Keep the Door Open for the Next AI Builder
Elon Musk’s 2023 AI pause campaign is the clearest example of why I’m wary when the companies racing to build frontier AI ask government to slow things down. On March 22, Musk signed a letter calling for at least a six-month pause on training systems more powerful than GPT-4. That same month, xAI was incorporated in Nevada. Within weeks, reporting described Musk assembling an AI team, seeking investors and acquiring large numbers of Nvidia GPUs. He publicly talked about building TruthGPT to compete with OpenAI and Google. xAI launched that summer; Grok followed. The sequence matters.
My read is plain: Musk wanted the companies ahead of him slowed because he was behind and needed time to catch up. He did not admit that motive. It is my conclusion from the documented sequence. A call for caution can be sincere and still serve the interests of the person making it. When a would-be competitor asks everyone else to stop while he builds his own product, I don’t buy that we should ignore the incentive.

Now Dario Amodei of Anthropic is arguing in “We Must Pace the Frontier” that AI development should slow so safety work can keep up. He points to the possibility of recursive self-improvement and describes an incident involving an AI agent swarm acting beyond its assigned task. Musk has publicly agreed, and leaders across the biggest labs are discussing slower development, common standards, outside evaluations, regulation and coordination. Those questions deserve serious debate. But the companies asking to set the pace are also companies with the most to gain from deciding who gets to run.
That is the regulatory-capture problem. The firms with enormous compute clusters, trained models, capital, customers, data and research teams want a larger role in writing the rules for the market they already occupy. A billion-dollar provider can pay lawyers, build security programs, arrange audits and wait through lengthy approval processes. A startup, university team or local business may not be able to absorb those same costs. A rule that costs millions to satisfy is a speed bump for an incumbent and a locked gate for a new entrant.

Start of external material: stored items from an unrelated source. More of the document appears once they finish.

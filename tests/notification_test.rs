//! End-to-end tests for the notification pipeline using injected fakes.
//!
//! Covers enrichment failure handling, channel independence, recipient
//! resolution and the template fallback, without touching a database or
//! the network.

use std::collections::HashMap;
use std::sync::{Arc, Mutex};

use async_trait::async_trait;
use chrono::{TimeZone, Utc};
use pretty_assertions::assert_eq;
use uuid::Uuid;

use leadbox::error::{AppError, AppResult};
use leadbox::models::{Enquiry, User};
use leadbox::services::notification::{
    ChannelOutcome, ChatSender, EmailSender, EnquiryStore, Notifier, NotifyReport, OutgoingEmail,
    SendOutcome, TemplateStore,
};

// =============================================================================
// Fakes
// =============================================================================

#[derive(Default)]
struct FakeStore {
    enquiries: HashMap<Uuid, Enquiry>,
    users: HashMap<Uuid, User>,
    /// When true, every user lookup errors (simulates a store outage on
    /// the user table only)
    user_lookups_fail: bool,
    /// When true, `get_user` returns None while `get_user_email` still
    /// resolves. Exercises the orchestrator's direct fallback re-fetch.
    hide_user_from_join: bool,
}

#[async_trait]
impl EnquiryStore for FakeStore {
    async fn get_enquiry(&self, id: Uuid) -> AppResult<Option<Enquiry>> {
        Ok(self.enquiries.get(&id).cloned())
    }

    async fn get_user(&self, id: Uuid) -> AppResult<Option<User>> {
        if self.user_lookups_fail {
            return Err(AppError::Internal("user table unavailable".to_string()));
        }
        if self.hide_user_from_join {
            return Ok(None);
        }
        Ok(self.users.get(&id).cloned())
    }

    async fn get_user_email(&self, id: Uuid) -> AppResult<Option<String>> {
        if self.user_lookups_fail {
            return Err(AppError::Internal("user table unavailable".to_string()));
        }
        Ok(self.users.get(&id).map(|u| u.email.clone()))
    }
}

struct FakeChat {
    succeed: bool,
    sent: Mutex<Vec<String>>,
}

impl FakeChat {
    fn new(succeed: bool) -> Self {
        Self {
            succeed,
            sent: Mutex::new(Vec::new()),
        }
    }

    fn messages(&self) -> Vec<String> {
        self.sent.lock().expect("chat lock").clone()
    }
}

#[async_trait]
impl ChatSender for FakeChat {
    async fn send(&self, text: &str) -> SendOutcome {
        self.sent.lock().expect("chat lock").push(text.to_string());
        if self.succeed {
            SendOutcome::success()
        } else {
            SendOutcome::failure("webhook returned 500".to_string())
        }
    }
}

struct FakeEmail {
    succeed: bool,
    sent: Mutex<Vec<OutgoingEmail>>,
}

impl FakeEmail {
    fn new(succeed: bool) -> Self {
        Self {
            succeed,
            sent: Mutex::new(Vec::new()),
        }
    }

    fn messages(&self) -> Vec<OutgoingEmail> {
        self.sent.lock().expect("email lock").clone()
    }
}

#[async_trait]
impl EmailSender for FakeEmail {
    async fn send(&self, email: &OutgoingEmail) -> SendOutcome {
        self.sent.lock().expect("email lock").push(email.clone());
        if self.succeed {
            SendOutcome::success()
        } else {
            SendOutcome::failure("SMTP connection refused".to_string())
        }
    }
}

// =============================================================================
// Fixtures
// =============================================================================

fn enquiry(id: Uuid, user_id: Option<Uuid>) -> Enquiry {
    Enquiry {
        id,
        first_name: None,
        last_name: None,
        email: None,
        phone: None,
        service_type: "both".to_string(),
        budget_range: "$10k-$20k".to_string(),
        additional_info: None,
        state: None,
        user_id,
        created_at: Utc.with_ymd_and_hms(2024, 3, 1, 2, 30, 0).unwrap(),
    }
}

fn user(id: Uuid) -> User {
    User {
        id,
        first_name: "Jane".to_string(),
        last_name: "Doe".to_string(),
        email: "jane@example.com".to_string(),
        phone: None,
        password_hash: None,
        is_admin: false,
        created_at: Utc.with_ymd_and_hms(2024, 1, 1, 0, 0, 0).unwrap(),
    }
}

struct Harness {
    notifier: Notifier,
    chat: Arc<FakeChat>,
    email: Arc<FakeEmail>,
}

fn harness(store: FakeStore, chat_ok: bool, email_ok: bool) -> Harness {
    let chat = Arc::new(FakeChat::new(chat_ok));
    let email = Arc::new(FakeEmail::new(email_ok));
    let notifier = Notifier::new(
        Arc::new(store),
        chat.clone(),
        email.clone(),
        TemplateStore::new("templates"),
    );
    Harness {
        notifier,
        chat,
        email,
    }
}

// =============================================================================
// Tests
// =============================================================================

#[tokio::test]
async fn unknown_enquiry_produces_no_sends() {
    let h = harness(FakeStore::default(), true, true);

    let report = h.notifier.notify_new_enquiry(Uuid::new_v4()).await;

    assert_eq!(report, NotifyReport::EnquiryNotFound);
    assert!(h.chat.messages().is_empty());
    assert!(h.email.messages().is_empty());
}

#[tokio::test]
async fn notifies_both_channels_for_enquiry_with_user() {
    let enquiry_id = Uuid::new_v4();
    let user_id = Uuid::new_v4();
    let mut store = FakeStore::default();
    store.enquiries.insert(enquiry_id, enquiry(enquiry_id, Some(user_id)));
    store.users.insert(user_id, user(user_id));
    let h = harness(store, true, true);

    let report = h.notifier.notify_new_enquiry(enquiry_id).await;

    assert_eq!(
        report,
        NotifyReport::Dispatched {
            chat: ChannelOutcome::Sent,
            email: ChannelOutcome::Sent,
        }
    );

    let chat_messages = h.chat.messages();
    assert_eq!(chat_messages.len(), 1);
    assert!(chat_messages[0].contains("Buyer Agent and Mortgage Broker Services"));
    assert!(chat_messages[0].contains("*Name:* Jane Doe"));
    assert!(chat_messages[0].contains("*State:* Not provided"));

    let emails = h.email.messages();
    assert_eq!(emails.len(), 1);
    assert_eq!(emails[0].to, "jane@example.com");
    assert_eq!(emails[0].subject, "Your Enquiry Has Been Received");
    assert_eq!(emails[0].enquiry_ref, enquiry_id.to_string());
}

#[tokio::test]
async fn failed_user_lookup_degrades_but_still_attempts_chat() {
    let enquiry_id = Uuid::new_v4();
    let user_id = Uuid::new_v4();
    let mut store = FakeStore::default();
    store.enquiries.insert(enquiry_id, enquiry(enquiry_id, Some(user_id)));
    store.users.insert(user_id, user(user_id));
    store.user_lookups_fail = true;
    let h = harness(store, true, true);

    let report = h.notifier.notify_new_enquiry(enquiry_id).await;

    // Chat goes out with placeholders; email has no resolvable recipient
    // because the user lookup and the fallback re-fetch both fail
    assert_eq!(
        report,
        NotifyReport::Dispatched {
            chat: ChannelOutcome::Sent,
            email: ChannelOutcome::Skipped("no recipient address".to_string()),
        }
    );

    let chat_messages = h.chat.messages();
    assert_eq!(chat_messages.len(), 1);
    assert!(chat_messages[0].contains("*Name:* Unknown Unknown"));
    assert!(chat_messages[0].contains("*Email:* Not provided"));
    assert!(h.email.messages().is_empty());
}

#[tokio::test]
async fn dangling_user_id_skips_email_with_no_recipient() {
    let enquiry_id = Uuid::new_v4();
    let mut store = FakeStore::default();
    // user_id points at a user that does not exist
    store
        .enquiries
        .insert(enquiry_id, enquiry(enquiry_id, Some(Uuid::new_v4())));
    let h = harness(store, true, true);

    let report = h.notifier.notify_new_enquiry(enquiry_id).await;

    assert_eq!(
        report,
        NotifyReport::Dispatched {
            chat: ChannelOutcome::Sent,
            email: ChannelOutcome::Skipped("no recipient address".to_string()),
        }
    );
    assert!(h.email.messages().is_empty());
}

#[tokio::test]
async fn chat_failure_does_not_block_email() {
    let enquiry_id = Uuid::new_v4();
    let user_id = Uuid::new_v4();
    let mut store = FakeStore::default();
    store.enquiries.insert(enquiry_id, enquiry(enquiry_id, Some(user_id)));
    store.users.insert(user_id, user(user_id));
    let h = harness(store, false, true);

    let report = h.notifier.notify_new_enquiry(enquiry_id).await;

    assert_eq!(
        report,
        NotifyReport::Dispatched {
            chat: ChannelOutcome::Failed("webhook returned 500".to_string()),
            email: ChannelOutcome::Sent,
        }
    );

    let emails = h.email.messages();
    assert_eq!(emails.len(), 1);
    assert_eq!(emails[0].to, "jane@example.com");
}

#[tokio::test]
async fn email_failure_does_not_affect_chat() {
    let enquiry_id = Uuid::new_v4();
    let user_id = Uuid::new_v4();
    let mut store = FakeStore::default();
    store.enquiries.insert(enquiry_id, enquiry(enquiry_id, Some(user_id)));
    store.users.insert(user_id, user(user_id));
    let h = harness(store, true, false);

    let report = h.notifier.notify_new_enquiry(enquiry_id).await;

    assert_eq!(
        report,
        NotifyReport::Dispatched {
            chat: ChannelOutcome::Sent,
            email: ChannelOutcome::Failed("SMTP connection refused".to_string()),
        }
    );
    assert_eq!(h.chat.messages().len(), 1);
}

#[tokio::test]
async fn top_level_contact_fields_win_over_user_record() {
    let enquiry_id = Uuid::new_v4();
    let user_id = Uuid::new_v4();
    let mut store = FakeStore::default();
    let mut row = enquiry(enquiry_id, Some(user_id));
    row.email = Some("form@example.com".to_string());
    row.first_name = Some("Janet".to_string());
    store.enquiries.insert(enquiry_id, row);
    store.users.insert(user_id, user(user_id));
    let h = harness(store, true, true);

    h.notifier.notify_new_enquiry(enquiry_id).await;

    let emails = h.email.messages();
    assert_eq!(emails[0].to, "form@example.com");
    assert!(h.chat.messages()[0].contains("*Name:* Janet Doe"));
}

#[tokio::test]
async fn recipient_falls_back_to_direct_user_email_fetch() {
    let enquiry_id = Uuid::new_v4();
    let user_id = Uuid::new_v4();
    let mut store = FakeStore::default();
    store.enquiries.insert(enquiry_id, enquiry(enquiry_id, Some(user_id)));
    store.users.insert(user_id, user(user_id));
    store.hide_user_from_join = true;
    let h = harness(store, true, true);

    let report = h.notifier.notify_new_enquiry(enquiry_id).await;

    // The join returned no user, so the contact has no email; the
    // orchestrator's direct re-fetch of the user's address supplies it
    assert!(matches!(
        report,
        NotifyReport::Dispatched {
            email: ChannelOutcome::Sent,
            ..
        }
    ));
    assert_eq!(h.email.messages()[0].to, "jane@example.com");
}

#[tokio::test]
async fn missing_template_still_delivers_with_fallback_body() {
    let enquiry_id = Uuid::new_v4();
    let user_id = Uuid::new_v4();
    let mut store = FakeStore::default();
    store.enquiries.insert(enquiry_id, enquiry(enquiry_id, Some(user_id)));
    store.users.insert(user_id, user(user_id));

    let chat = Arc::new(FakeChat::new(true));
    let email = Arc::new(FakeEmail::new(true));
    let notifier = Notifier::new(
        Arc::new(store),
        chat.clone(),
        email.clone(),
        TemplateStore::new("/nonexistent-template-dir"),
    );

    let report = notifier.notify_new_enquiry(enquiry_id).await;

    assert!(matches!(
        report,
        NotifyReport::Dispatched {
            email: ChannelOutcome::Sent,
            ..
        }
    ));
    let emails = email.messages();
    assert_eq!(emails.len(), 1);
    assert!(emails[0].html.contains("Dear Jane"));
}

#[tokio::test]
async fn repeated_runs_send_identical_chat_messages() {
    let enquiry_id = Uuid::new_v4();
    let user_id = Uuid::new_v4();
    let mut store = FakeStore::default();
    store.enquiries.insert(enquiry_id, enquiry(enquiry_id, Some(user_id)));
    store.users.insert(user_id, user(user_id));
    let h = harness(store, true, true);

    h.notifier.notify_new_enquiry(enquiry_id).await;
    h.notifier.notify_new_enquiry(enquiry_id).await;

    let messages = h.chat.messages();
    assert_eq!(messages.len(), 2);
    assert_eq!(messages[0], messages[1]);
}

The FTC has warned that control over key inputs—including data, specialized chips, compute and talent—can give a few firms outsized influence over AI markets. It also notes that fine-tuning can take far less compute than training a model from scratch, while publicly available base models let other developers build specialized products. The OECD has examined concentration and fixed costs in AI markets, too. This is the basic economic problem: when access is already unequal, compliance rules can harden that advantage into law.
The answer is not simply to oppose regulation. I want an open AI market where people can download open-weight models, modify them, quantize them, fine-tune them, distill them, connect tools and build agentic systems that run on hardware they own. The NTIA’s open-model-weights report identifies benefits of broad access: more participation by people and organizations with fewer resources, lower barriers for smaller companies, more research and specialized services, and the ability to use models without sending data to third parties. That is competition with room for more than a handful of corporate providers.

Protect the neckbeard in his mom’s basement with a gaming GPU who turns a large model into a smaller quantized one and builds something useful that OpenAI, Google, Anthropic, xAI or Microsoft never bothered to build. Protect the five-person business that wants a local model working with its inventory or documents. Protect the nonprofit, farm, machine shop, accountant, researcher or developer who needs a specialized tool without sending every prompt and private file to a corporate cloud or paying a token meter forever.
Quantization makes a model smaller and less demanding to run. A smaller model does not need to beat the biggest frontier system at everything; it needs to do the job its user needs done. Projects such as llama.cpp let people run models locally on consumer hardware and serve them through familiar APIs. Open weights let builders experiment without first asking a provider for permission. Local inference can keep sensitive data on premises. Those are practical freedoms, not abstract slogans.

They also give users options. If a large provider restricts a model, raises prices, retires a service or decides a use is no longer allowed, a person with local tools and an open model has somewhere else to turn. Thousands of small builders will not all make the same product or answer to the same business priorities. That variety is useful in itself. The 2025 AI Action Plan recognized the value of open-source and open-weight AI, including letting startups and organizations work without depending on closed-model providers.
This matters beyond the biggest labs. The first generation of AI companies had room to experiment, build, fail and compete. Musk himself was able to start xAI while OpenAI and Google were already ahead. A university researcher, independent developer or small business should have room to build too. The next useful application may come from someone who cannot afford a compliance department, a private data center or a long queue for permission.

Safety rules should target harmful conduct, dangerous deployment and genuinely high-risk activity. They should not turn possession, modification, quantization, fine-tuning, local hosting or independent development into activities that require giant-company money or government permission. Standards and outside evaluations may have a place, but the firms that benefit from barriers should not be the only ones deciding how high those barriers are.
AI’s future should not be reserved for the companies that got there first. I want the next independent challenger to have the same chance Musk had to enter a market where powerful competitors were already established. Let government address real harms, and let builders build. Don’t let today’s winners put up a legal wall behind themselves and call the wall “AI safety.”